[シンガポール 5日 ロイター] - 世界最大の原油輸出国であるサウジアラビアが7月から追加減産を行い、第3・四半期に原油供給不足が悪化するため、年末までに北海ブレント先物は1バレル=100ドルに向かう可能性がある──。複数のアナリストがこのような見方を示している。
石油輸出国機構(OPEC)とロシアなど非加盟産油国で構成する「OPECプラス」は4日、協調減産の枠組みを2024年末まで延長することで合意。また、サウジのエネルギー省によると、同国の7月の生産量は日量約900万バレルとなる。5月は日量約1000万バレルだった。

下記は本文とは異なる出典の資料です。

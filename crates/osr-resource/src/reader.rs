use std::io::{self, Read};

use osr_store::ObjectStream;
use tracing::debug;

/// Sequential reader over a fetched object.
///
/// The remote stream is released as soon as end-of-stream is reached, on
/// [`close`](Self::close), or on drop, whichever comes first. A reader is not
/// restartable: after release every read returns `Ok(0)`. Open the resource
/// again for a fresh fetch.
pub struct ObjectReader {
    inner: Option<ObjectStream>,
    target: String,
    bytes_read: u64,
}

impl ObjectReader {
    pub(crate) fn new(inner: ObjectStream, target: String) -> Self {
        debug!(target = %target, "object stream opened");
        Self {
            inner: Some(inner),
            target,
            bytes_read: 0,
        }
    }

    /// Bytes delivered to the caller so far.
    pub fn bytes_read(&self) -> u64 {
        self.bytes_read
    }

    /// Returns `true` once the remote stream has been released.
    pub fn is_released(&self) -> bool {
        self.inner.is_none()
    }

    /// Release the remote stream.
    pub fn close(mut self) {
        self.release();
    }

    fn release(&mut self) {
        if self.inner.take().is_some() {
            debug!(target = %self.target, bytes = self.bytes_read, "object stream released");
        }
    }
}

impl Read for ObjectReader {
    fn read(&mut self, buf: &mut [u8]) -> io::Result<usize> {
        let Some(inner) = self.inner.as_mut() else {
            return Ok(0);
        };
        let n = match inner.read(buf) {
            Ok(n) => n,
            Err(e) => {
                if e.kind() != io::ErrorKind::Interrupted {
                    self.release();
                }
                return Err(e);
            }
        };
        if n == 0 && !buf.is_empty() {
            self.release();
        }
        self.bytes_read += n as u64;
        Ok(n)
    }
}

impl Drop for ObjectReader {
    fn drop(&mut self) {
        self.release();
    }
}

impl std::fmt::Debug for ObjectReader {
    fn fmt(&self, f: &mut std::fmt::Formatter<'_>) -> std::fmt::Result {
        f.debug_struct("ObjectReader")
            .field("target", &self.target)
            .field("bytes_read", &self.bytes_read)
            .field("released", &self.is_released())
            .finish()
    }
}
//! Object addresses: `scheme://bucket[/key]`.
//!
//! The first path segment after the scheme is the bucket; everything after
//! the single separator that follows it is the key. An address with an empty
//! key (`oss://bucket` or `oss://bucket/`) denotes the bucket itself.

use std::fmt;
use std::str::FromStr;

use crate::error::{ResourceError, ResourceResult};

const SCHEME_SEPARATOR: &str = "://";

/// A decomposed, immutable object address.
#[derive(Clone, Debug, PartialEq, Eq, Hash)]
pub struct ObjectAddress {
    scheme: String,
    bucket: String,
    key: String,
}

impl ObjectAddress {
    /// Parse a scheme-qualified location.
    ///
    /// # Examples
    ///
    /// ```
    /// use osr_resource::ObjectAddress;
    ///
    /// let addr = ObjectAddress::parse("oss://photos/2024/cat.jpg").unwrap();
    /// assert_eq!(addr.bucket(), "photos");
    /// assert_eq!(addr.key(), "2024/cat.jpg");
    /// assert!(!addr.is_bucket_root());
    ///
    /// assert!(ObjectAddress::parse("oss://photos/").unwrap().is_bucket_root());
    /// assert!(ObjectAddress::parse("oss://").is_err());
    /// ```
    pub fn parse(uri: &str) -> ResourceResult<Self> {
        let malformed = |reason: &str| ResourceError::MalformedAddress {
            uri: uri.to_string(),
            reason: reason.to_string(),
        };

        let (scheme, rest) = uri
            .split_once(SCHEME_SEPARATOR)
            .ok_or_else(|| malformed("missing '://' after scheme"))?;
        validate_scheme(scheme).map_err(|reason| malformed(&reason))?;

        let (bucket, key) = match rest.split_once('/') {
            Some((bucket, key)) => (bucket, key),
            None => (rest, ""),
        };
        if bucket.is_empty() {
            return Err(malformed("missing bucket segment"));
        }
        if bucket.chars().any(char::is_whitespace) {
            return Err(malformed("bucket segment must not contain whitespace"));
        }

        Ok(Self {
            scheme: scheme.to_string(),
            bucket: bucket.to_string(),
            key: key.to_string(),
        })
    }

    /// The URI scheme, e.g. `oss`.
    pub fn scheme(&self) -> &str {
        &self.scheme
    }

    /// The bucket name. Never empty.
    pub fn bucket(&self) -> &str {
        &self.bucket
    }

    /// The object key. Empty for bucket-root addresses.
    pub fn key(&self) -> &str {
        &self.key
    }

    /// Returns `true` if this address denotes the bucket itself.
    pub fn is_bucket_root(&self) -> bool {
        self.key.is_empty()
    }

    /// Base name: the bucket for a bucket root, otherwise the last key segment.
    /// A key made only of separators is its own base name.
    pub fn filename(&self) -> &str {
        if self.is_bucket_root() {
            return &self.bucket;
        }
        let trimmed = self.key.trim_end_matches('/');
        if trimmed.is_empty() {
            return &self.key;
        }
        trimmed.rsplit('/').next().unwrap_or(trimmed)
    }

    /// Canonical location string. Bucket roots carry a trailing `/`.
    pub fn uri(&self) -> String {
        self.to_string()
    }

    /// Resolve a path relative to this address.
    ///
    /// A leading `/` replaces the whole key. Otherwise the path replaces the
    /// last key segment, or is appended when this address is a bucket root or
    /// its key ends in `/`.
    pub fn resolve(&self, relative: &str) -> Self {
        let key = if let Some(absolute) = relative.strip_prefix('/') {
            absolute.to_string()
        } else {
            let parent = match self.key.rfind('/') {
                Some(idx) => &self.key[..=idx],
                None => "",
            };
            format!("{parent}{relative}")
        };
        Self {
            scheme: self.scheme.clone(),
            bucket: self.bucket.clone(),
            key,
        }
    }
}

fn validate_scheme(scheme: &str) -> Result<(), String> {
    if scheme.is_empty() {
        return Err("scheme must not be empty".into());
    }
    if !scheme.starts_with(|c: char| c.is_ascii_alphabetic()) {
        return Err("scheme must start with a letter".into());
    }
    if let Some(ch) = scheme
        .chars()
        .find(|c| !(c.is_ascii_alphanumeric() || matches!(c, '+' | '-' | '.')))
    {
        return Err(format!("scheme contains forbidden character: {ch:?}"));
    }
    Ok(())
}

impl fmt::Display for ObjectAddress {
    fn fmt(&self, f: &mut fmt::Formatter<'_>) -> fmt::Result {
        write!(f, "{}://{}/{}", self.scheme, self.bucket, self.key)
    }
}

impl FromStr for ObjectAddress {
    type Err = ResourceError;

    fn from_str(s: &str) -> Result<Self, Self::Err> {
        Self::parse(s)
    }
}

/// Check whether `scheme` is usable in an address.
pub(crate) fn is_valid_scheme(scheme: &str) -> bool {
    validate_scheme(scheme).is_ok()
}
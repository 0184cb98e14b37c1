use std::io;

use osr_store::StoreError;

/// Errors surfaced by object storage resources.
///
/// Store errors never escape as-is: the existence checks and the uploader map
/// them into one of these kinds, keeping only the store's message.
#[derive(Debug, thiserror::Error)]
pub enum ResourceError {
    /// The location is not a valid `scheme://bucket[/key]` address.
    #[error("malformed address {uri:?}: {reason}")]
    MalformedAddress { uri: String, reason: String },

    /// The operation is not legal for the target kind (bucket vs. object).
    #[error("{0}")]
    IllegalOperation(String),

    /// The bucket or object does not exist.
    #[error("{0}")]
    NotFound(String),

    /// A remote call failed for a reason other than "not found".
    #[error("{operation} failed: {message}")]
    Transport {
        operation: &'static str,
        message: String,
    },

    /// The background upload failed; reported when the write stream closes.
    #[error("upload to {target} failed: {message}")]
    UploadFailure { target: String, message: String },

    /// The resource cannot support this operation at all.
    #[error("{0}")]
    UnsupportedOperation(String),

    /// The upload executor has been shut down and accepts no new uploads.
    #[error("upload executor is shut down")]
    ExecutorShutdown,

    /// Local I/O failure (config files, worker threads).
    #[error("I/O error: {0}")]
    Io(#[from] io::Error),

    /// Configuration could not be loaded or is invalid.
    #[error("invalid configuration: {0}")]
    Config(String),
}

impl ResourceError {
    /// Map a store error from `operation` into the resource taxonomy.
    pub(crate) fn from_store(operation: &'static str, err: StoreError) -> Self {
        if err.is_not_found() {
            Self::NotFound(err.to_string())
        } else {
            Self::Transport {
                operation,
                message: err.to_string(),
            }
        }
    }
}

impl From<ResourceError> for io::Error {
    fn from(err: ResourceError) -> Self {
        let kind = match &err {
            ResourceError::NotFound(_) => io::ErrorKind::NotFound,
            ResourceError::UnsupportedOperation(_) => io::ErrorKind::Unsupported,
            ResourceError::IllegalOperation(_) | ResourceError::MalformedAddress { .. } => {
                io::ErrorKind::InvalidInput
            }
            _ => io::ErrorKind::Other,
        };
        io::Error::new(kind, err)
    }
}

/// Result alias for resource operations.
pub type ResourceResult<T> = Result<T, ResourceError>;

豪コモンウェルス銀行のアナリスト、ビベック・ダール氏はノートで「サウジが減産によって原油価格の下げ過ぎを防ぐ中、年内の石油市場は供給不足に陥りやすくなったと考えられる」と指摘。「中国のさえない需要回復を織り込んでも、ブレント先物は2023年第4・四半期までに85ドルまで上昇するだろう」とした。
23年12月の予想価格を95ドルとしているゴールドマン・サックスのアナリストは、OPECプラス会合が「適度に強気」だったと表現。ロシア、イラン、ベネズエラからの予想以上の供給や、予想を上回る中国需要の低迷といった弱気リスクを一部相殺するものとしている。
ANZのアナリストはブレントの年末目標を100ドルに据え置いた上で「市場が何らかの障害に直面してもサウジとOPECが支援してくれると安心した投資家が強気の取引をさらに進める可能性がある」とノートに記した。
ただ、現物市場に引き締まる兆しがあるまでは、短期的な価格上昇は限定的かもしれないという。